The most disappointing essay surely belongs to Nobel Peace Prize winner Jose Ramos-Horta, of East Timor, a nation that, ironically, is generally ignored in discussions of US intervention in the massacre of innocents elsewhere in the world, because there the killing was done by an American ally using American weapons. Ramos-Horta was East Timor's representative to the UN in 1975, and when he writes of "having seen firsthand [the UN's] impotence in the face of Indonesia's invasi on of my country," he knows full well that this "impotence" was in large part caused by the numerous US abstentions and "No" votes on UN resolutions condemning the invasion.

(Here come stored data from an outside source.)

impl PassManager {
    pub fn new() -> PassManager {
        PassManager::default()
    }

    /// Run one pass. Explicitly requested passes always execute; their
    /// dependencies are reused from the cache when still valid.
    pub fn run(&mut self, cfg: &mut Cfg, spec: &PassSpec) -> AmiResult<()> {
        log::debug!("running pass {}", spec);
        let preserved = match spec.id.as_str() {
            "domtree" => {
                no_arguments(spec)?;
                self.invalidate("domtree");
                let domtree = self.domtree(cfg)?;
                annotate_domtree(cfg, &domtree);
                Preserved::all()
            }
            "defs" => {
                no_arguments(spec)?;
                self.invalidate("defs");
                let defs = self.defs(cfg)?;
                annotate_defs(cfg, &defs);
                Preserved::all()
            }
            "live" => {
                no_arguments(spec)?;
                self.invalidate("live");
                let live = self.live(cfg)?;
                live.annotate(cfg);
                Preserved::all()
            }
            "ssa" => {
                no_arguments(spec)?;
                self.invalidate("ssa");
                self.require_ssa(cfg)?;
                return Ok(());
            }
            "gvn-rpo" => {
                let numbering = numbering_argument(spec)?;
                let preserved = simpson::run_rpo(cfg, self, numbering)?;
                self.apply(preserved);
                return Ok(());
            }
            "gvn-scc" => {
                let numbering = numbering_argument(spec)?;
                let preserved = simpson::run_scc(cfg, self, numbering)?;
                self.apply(preserved);
                return Ok(());
            }
            "gargi-gvn" => {
                no_arguments(spec)?;
                gargi::run(cfg, self)?
            }
            "available" => {
                let choice = gvn_argument(spec)?;
                self.invalidate("available");
                let avail = self.available(cfg, choice)?;
                avail.annotate(cfg);
                Preserved::all()
            }
            "anticipatable" => {
                let choice = gvn_argument(spec)?;
                self.invalidate("anticipatable");
                let ant = self.anticipatable(cfg, choice)?;
                ant.annotate(cfg);
                Preserved::all()
            }
            "vdcm" => {
                let choice = gvn_argument(spec)?;
                vdcm::run(cfg, self, choice)?
            }
            "reg-realloc" => {
                only_kwargs(spec, &[])?;
                let target = regalloc::parse_target(&spec.args)?;
                regalloc::run(cfg, self, target)?
            }
            "branch-elim" => {
                no_arguments(spec)?;
                branch_elim::run(cfg, self)?
            }
            "dce" => {
                no_arguments(spec)?;
                dce::run(cfg, self)?
            }
            "phi-elim" => {
                no_arguments(spec)?;
                phi_elim::run(cfg, self)?
            }
            other => {
                return Err(AmiError::bad_argument(other, "unrecognised pass"));
            }
        };
        self.apply(preserved);
        Ok(())
    }

    /// Drop everything a pass did not preserve.
    pub fn apply(&mut self, preserved: Preserved) {
        if let Preserved(Some(keep)) = preserved {
            self.cache.retain(|id, _| keep.contains(&id.as_str()));
        }
    }

    pub fn invalidate(&mut self, id: &str) {
        self.cache.remove(id);
    }

    pub fn is_valid(&self, id: &str) -> bool {
        self.cache.contains_key(id)
    }

    pub fn domtree(&mut self, cfg: &Cfg) -> AmiResult<Rc<DomTree>> {
        if let Some(Entry::Dom(domtree)) = self.cache.get("domtree") {
            return Ok(domtree.clone());
        }
        let domtree = Rc::new(DomTree::compute(cfg));
        self.cache
            .insert("domtree".to_string(), Entry::Dom(domtree.clone()));
        Ok(domtree)
    }

    pub fn djgraph(&mut self, cfg: &Cfg) -> AmiResult<Rc<DjGraph>> {
        if let Some(Entry::Dj(djgraph)) = self.cache.get("djgraph") {
            return Ok(djgraph.clone());
        }
        let domtree = self.domtree(cfg)?;
        let djgraph = Rc::new(DjGraph::compute(cfg, &domtree));
        self.cache
            .insert("djgraph".to_string(), Entry::Dj(djgraph.clone()));
        Ok(djgraph)
    }

    pub fn defs(&mut self, cfg: &Cfg) -> AmiResult<Rc<DefsAnalysis>> {
        if let Some(Entry::Defs(defs)) = self.cache.get("defs") {
            return Ok(defs.clone());
        }
        let defs = Rc::new(DefsAnalysis::compute(cfg));
        self.cache
            .insert("defs".to_string(), Entry::Defs(defs.clone()));
        Ok(defs)
    }

    pub fn live(&mut self, cfg: &Cfg) -> AmiResult<Rc<LiveAnalysis>> {
        if let Some(Entry::Live(live)) = self.cache.get("live") {
            return Ok(live.clone());
        }
        let live = Rc::new(LiveAnalysis::compute(cfg)?);
        self.cache
            .insert("live".to_string(), Entry::Live(live.clone()));
        Ok(live)
    }

    /// Ensure the program is in SSA form, converting it if the marker is
    /// not currently valid.
    pub fn require_ssa(&mut self, cfg: &mut Cfg) -> AmiResult<()> {
        if self.cache.contains_key("ssa") {
            return Ok(());
        }
        let preserved = ssa::run(cfg, self)?;
        self.apply(preserved);
        self.cache.insert("ssa".to_string(), Entry::Marker);
        Ok(())
    }

    /// A value table from the requested algorithm, in `expr` numbering.
    /// `Any` reuses whichever variant is valid, preferring an existing one.
    pub fn gvn(&mut self, cfg: &mut Cfg, choice: GvnChoice) -> AmiResult<Rc<ValueTable>> {
        let candidates: &[&str] = match choice {
            GvnChoice::Rpo => &[simpson::RPO_ID],
            GvnChoice::Scc => &[simpson::SCC_ID],
            GvnChoice::Gargi => &[gargi::ID],
            GvnChoice::Any => &[simpson::RPO_ID, simpson::SCC_ID, gargi::ID],
        };
        for id in candidates {
            if let Some(Entry::Gvn(Numbering::Expr, table)) = self.cache.get(*id) {
                return Ok(table.clone());
            }
        }
        let preserved = match choice {
            GvnChoice::Scc => simpson::run_scc(cfg, self, Numbering::Expr)?,
            GvnChoice::Gargi => gargi::run(cfg, self)?,
            _ => simpson::run_rpo(cfg, self, Numbering::Expr)?,
        };
        self.apply(preserved);
        let id = match choice {
            GvnChoice::Scc => simpson::SCC_ID,
            GvnChoice::Gargi => gargi::ID,
            _ => simpson::RPO_ID,
        };
        match self.cache.get(id) {
            Some(Entry::Gvn(_, table)) => Ok(table.clone()),
            _ => Err(AmiError::load("value numbering did not produce a table")),
        }
    }

    pub fn cache_gvn(&mut self, id: &str, numbering: Numbering, table: ValueTable) {
        self.cache
            .insert(id.to_string(), Entry::Gvn(numbering, Rc::new(table)));
    }

    pub fn cached_gvn(&self, id: &str) -> Option<Rc<ValueTable>> {
        match self.cache.get(id) {
            Some(Entry::Gvn(_, table)) => Some(table.clone()),
            _ => None,
        }
    }

    pub fn available(&mut self, cfg: &mut Cfg, choice: GvnChoice) -> AmiResult<Rc<AvailAnalysis>> {
        if let Some(Entry::Avail(cached, avail)) = self.cache.get("available") {
            if *cached == choice {
                return Ok(avail.clone());
            }
        }
        let table = self.gvn(cfg, choice)?;
        let avail = Rc::new(AvailAnalysis::compute(cfg, &table)?);
        self.cache
            .insert("available".to_string(), Entry::Avail(choice, avail.clone()));
        Ok(avail)
    }

    pub fn anticipatable(&mut self, cfg: &mut Cfg, choice: GvnChoice) -> AmiResult<Rc<AntAnalysis>> {
        if let Some(Entry::Ant(cached, ant)) = self.cache.get("anticipatable") {
            if *cached == choice {
                return Ok(ant.clone());
            }
        }
        let table = self.gvn(cfg, choice)?;
        let ant = Rc::new(AntAnalysis::compute(cfg, &table)?);
        self.cache
            .insert("anticipatable".to_string(), Entry::Ant(choice, ant.clone()));
        Ok(ant)
    }
}
impl DjGraph {
    /// Build the DJ-graph of a CFG from its dominator tree.
    pub fn compute(cfg: &Cfg, domtree: &DomTree) -> DjGraph {
        let root = cfg.entry_label().to_string();
        let mut dj = DjGraph::rooted(&root);

        // D-edges by DFS of the dominator tree
        let mut stack = vec![(root.clone(), 0usize)];
        while let Some((node, level)) = stack.pop() {
            dj.level.insert(node.clone(), level);
            let mut dchildren = BTreeSet::new();
            for child in domtree.children(&node) {
                dchildren.insert(child.clone());
                dj.up
                    .get_mut()
                    .insert((child.clone(), 0), Some(node.clone()));
                dj.up_valid.get_mut().insert(child.clone(), 0);
                stack.push((child.clone(), level + 1));
            }
            dj.d_edges.insert(node, dchildren);
        }

        // J-edges restricted to reachable blocks
        for label in cfg.postorder() {
            let block = cfg.get(&label).expect("postorder stays in the CFG");
            let mut joins = BTreeSet::new();
            let mut flow = BTreeSet::new();
            for child in block.child_set() {
                flow.insert(child.to_string());
                if child == label || !domtree.dominates(&label, child) {
                    joins.insert(child.to_string());
                }
            }
            dj.cfg_edges.insert(label.clone(), flow);
            dj.j_edges.insert(label, joins);
        }
        dj
    }

    /// An empty DJ-graph containing only the root (grown incrementally via
    /// [`DjGraph::insert_edge`], as the predicated GVN does for its
    /// reachability subgraph).
    pub fn rooted(root: &str) -> DjGraph {
        let mut dj = DjGraph {
            root: root.to_string(),
            level: HashMap::new(),
            d_edges: HashMap::new(),
            j_edges: HashMap::new(),
            cfg_edges: HashMap::new(),
            up: RefCell::new(HashMap::new()),
            up_valid: RefCell::new(HashMap::new()),
        };
        dj.level.insert(root.to_string(), 0);
        dj.d_edges.insert(root.to_string(), BTreeSet::new());
        dj.j_edges.insert(root.to_string(), BTreeSet::new());
        dj
    }

    pub fn contains(&self, label: &str) -> bool {
        self.level.contains_key(label)
    }

    pub fn level(&self, label: &str) -> Option<usize> {
        self.level.get(label).copied()
    }

    /// The block `2^e` steps up the dominator tree.
    fn up(&self, block: &str, e: u32) -> Option<String> {
        if block == self.root {
            return None;
        }
        let key = (block.to_string(), e);
        let valid = self.up_valid.borrow().get(block).copied().unwrap_or(0);
        if valid >= e {
            if let Some(hit) = self.up.borrow().get(&key) {
                return hit.clone();
            }
        }
        if e == 0 {
            // not in the dominator tree at all
            return None;
        }
        let half = self.up(block, e - 1)?;
        let result = self.up(&half, e - 1);
        self.up.borrow_mut().insert(key, result.clone());
        let mut valid_map = self.up_valid.borrow_mut();
        let slot = valid_map.entry(block.to_string()).or_insert(0);
        *slot = (*slot).max(e);
        result
    }

    /// Immediate dominator in the DJ-graph.
    pub fn idom(&self, block: &str) -> Option<String> {
        self.up(block, 0)
    }

    /// Children in the dominator tree.
    pub fn d_children(&self, block: &str) -> Vec<String> {
        self.d_edges
            .get(block)
            .map(|s| s.iter().cloned().collect())
            .unwrap_or_default()
    }

    pub fn j_succs(&self, block: &str) -> Vec<String> {
        self.j_edges
            .get(block)
            .map(|s| s.iter().cloned().collect())
            .unwrap_or_default()
    }

    /// Least common ancestor of `a` and `b` in the dominator tree, by
    /// jumping powers-of-two levels. Both must be in the tree.
    pub fn least_common_dominator(&self, a: &str, b: &str) -> Option<String> {
        let la = self.level(a)?;
        let lb = self.level(b)?;
        if la > lb {
            return self.least_common_dominator(b, a);
        }

        // raise b to a's level
        let mut b = b.to_string();
        let mut diff = lb - la;
        let mut e = 0u32;
        while diff > 0 {
            if diff & 1 == 1 {
                b = self.up(&b, e)?;
            }
            diff >>= 1;
            e += 1;
        }
        if a == b {
            return Some(b);
        }

        // binary-search the meeting point downward from the top
        let mut a = a.to_string();
        let mut count = (usize::BITS - la.leading_zeros()) as i64;
        while count >= 0 {
            let ua = self.up(&a, count as u32);
            let ub = self.up(&b, count as u32);
            if ua == ub {
                count -= 1;
                continue;
            }
            // distinct ancestors at the same level are never above the root
            a = ua?;
            b = ub?;
        }
        self.up(&a, 0)
    }

    /// `a` dominates `b` iff `a` is the least common dominator of the pair.
    pub fn dominates(&self, a: &str, b: &str) -> bool {
        self.least_common_dominator(a, b).as_deref() == Some(a)
    }

    /// Dominance frontier of a set of blocks: join successors of dominated
    /// subtrees that do not sink below the source block's level.
    pub fn dominance_frontier(&self, blocks: &[&str]) -> BTreeSet<String> {
        let mut frontier = BTreeSet::new();
        for &block in blocks {
            let Some(level) = self.level(block) else {
                continue;
            };
            let mut stack = vec![block.to_string()];
            let mut seen = HashSet::new();
            while let Some(node) = stack.pop() {
                if !seen.insert(node.clone()) {
                    continue;
                }
                for join in self.j_succs(&node) {
                    if self.level(&join).is_some_and(|l| l <= level) {
                        frontier.insert(join);
                    }
                }
                for child in self.d_children(&node) {
                    stack.push(child);
                }
            }
        }
        frontier
    }

    /// Iterated dominance frontier via the Sreedhar-Gao piggybank: nodes
    /// are processed from the deepest level upward, visiting dominated
    /// subtrees and harvesting join edges that do not sink deeper than the
    /// current root. `minlevel` restricts the result to nodes at that depth
    /// or deeper (used by the incremental update).
    pub fn iterated_dominance_frontier(
        &self,
        blocks: &[&str],
        minlevel: usize,
    ) -> BTreeSet<String> {
        let mut piggybank: Vec<Vec<String>> = Vec::new();
        let depth = self.level.values().copied().max().unwrap_or(0);
        piggybank.resize(depth + 1, Vec::new());

        let sources: BTreeSet<String> = blocks.iter().map(|b| b.to_string()).collect();
        let mut idf: BTreeSet<String> = BTreeSet::new();
        let mut visited: HashSet<String> = HashSet::new();

        for block in &sources {
            if let Some(level) = self.level(block) {
                piggybank[level].push(block.clone());
            }
        }

        let mut current = depth;
        loop {
            let Some(root) = piggybank[current].pop() else {
                if current == 0 {
                    break;
                }
                current -= 1;
                continue;
            };
            let root_level = self.level(&root).unwrap_or(0);
            let mut stack = vec![root.clone()];
            while let Some(node) = stack.pop() {
                if !visited.insert(node.clone()) {
                    continue;
                }
                for join in self.j_succs(&node) {
                    let Some(join_level) = self.level(&join) else {
                        continue;
                    };
                    if minlevel <= join_level && join_level <= root_level && idf.insert(join.clone())
                    {
                        if !sources.contains(&join) {
                            let level = join_level.min(piggybank.len() - 1);
                            piggybank[level].push(join.clone());
                            if level > current {
                                current = level;
                            }
                        }
                    }
                }
                for child in self.d_children(&node) {
                    if !visited.contains(&child) {
                        stack.push(child);
                    }
                }
            }
        }
        idf
    }

    /// Incrementally account for a new CFG edge `a -> b` (Sreedhar-Gao-Lee).
    /// `a` must already be in the graph; a new `b` is adopted as a
    /// dominator-tree child of `a`.
    pub fn insert_edge(&mut self, a: &str, b: &str) {
        self.cfg_edges
            .entry(a.to_string())
            .or_default()
            .insert(b.to_string());
        if !self.d_edges.contains_key(b) {
            let level = self.level[a] + 1;
            self.d_edges
                .get_mut(a)
                .expect("a is in the graph")
                .insert(b.to_string());
            self.d_edges.insert(b.to_string(), BTreeSet::new());
            self.j_edges.insert(b.to_string(), BTreeSet::new());
            self.level.insert(b.to_string(), level);
            self.up
                .get_mut()
                .insert((b.to_string(), 0), Some(a.to_string()));
            self.up_valid.get_mut().insert(b.to_string(), 0);
        }

        let lcd = self
            .least_common_dominator(a, b)
            .expect("both nodes are in the graph");
        if lcd != a {
            // a does not dominate b: this is a J-edge
            if !self.j_edges.entry(a.to_string()).or_default().insert(b.to_string()) {
                return;
            }
        }

        let lcd_level = self.level[&lcd];
        let mut affected = self.iterated_dominance_frontier(&[b], lcd_level + 1);
        if self.level[b] > lcd_level + 1 {
            affected.insert(b.to_string());
        }

        for block in affected {
            // the entrypoint is never affected thanks to the level bound
            let idom = self.idom(&block).expect("affected nodes have a dominator");
            self.d_edges
                .get_mut(&idom)
                .expect("dominator is in the graph")
                .remove(&block);
            // the old D-edge survives as a J-edge if the flow edge exists
            if self
                .cfg_edges
                .get(&idom)
                .is_some_and(|flow| flow.contains(&block))
            {
                self.j_edges
                    .entry(idom.clone())
                    .or_default()
                    .insert(block.clone());
            }
            self.d_edges
                .get_mut(&lcd)
                .expect("lcd is in the graph")
                .insert(block.clone());
            self.up
                .get_mut()
                .insert((block.clone(), 0), Some(lcd.clone()));
            self.relevel(&block, lcd_level + 1);
        }
    }

    fn relevel(&mut self, node: &str, level: usize) {
        self.level.insert(node.to_string(), level);
        self.up_valid.get_mut().insert(node.to_string(), 0);
        for child in self.d_children(node) {
            self.relevel(&child, level + 1);
        }
    }
}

The book's high point comes with British journalist Johann Hari, who has no truck with "the preposterous nonsense about weapons of mass destruction that was being spouted by the US and – to my great regret – British governments" and stands seemingly alone here in recognizing that "the economic model imposed on Iraq by the IMF is not US-style capitalism (never mind European social democracy). It is a strain of capitalism far more extreme than anything ever attempted in a democratic country, with full scale privatization of extremely basic services and almost no recourse for the government and public opinion against corporations." Hari's support for the war derives from postwar opinion polls that showed most Iraqis supporting the just-completed invasion. He recognizes, though, the effect of subsequent incidents like "the US Army's murderous excursion into Fallujah, where at least eight hundred Iraqi citizens were pointlessly killed" in reducing that support. And even in the immediate postwar period, these same polls showed occupying forces enjoying the confidence of less than 10 percent of Iraqis.
If there is a point to reading such a fundamentally wrongheaded book as this, it lies in the fact that while these arguments for the war may be weak, they are pretty much the same ones we will hear in favor of the continuing occupation, so we might as well get to know them. Besides, if I hadn't read it, I might never have known that the new Spanish defense minister, Jose Bono, once publicly called Tony Blair, "a complete dickhead."
A Matter of Principle: Humanitarian Arguments for War in Iraq
Edited by Thomas Cushman. University of California Press, 320 pages, $21.95 (paper).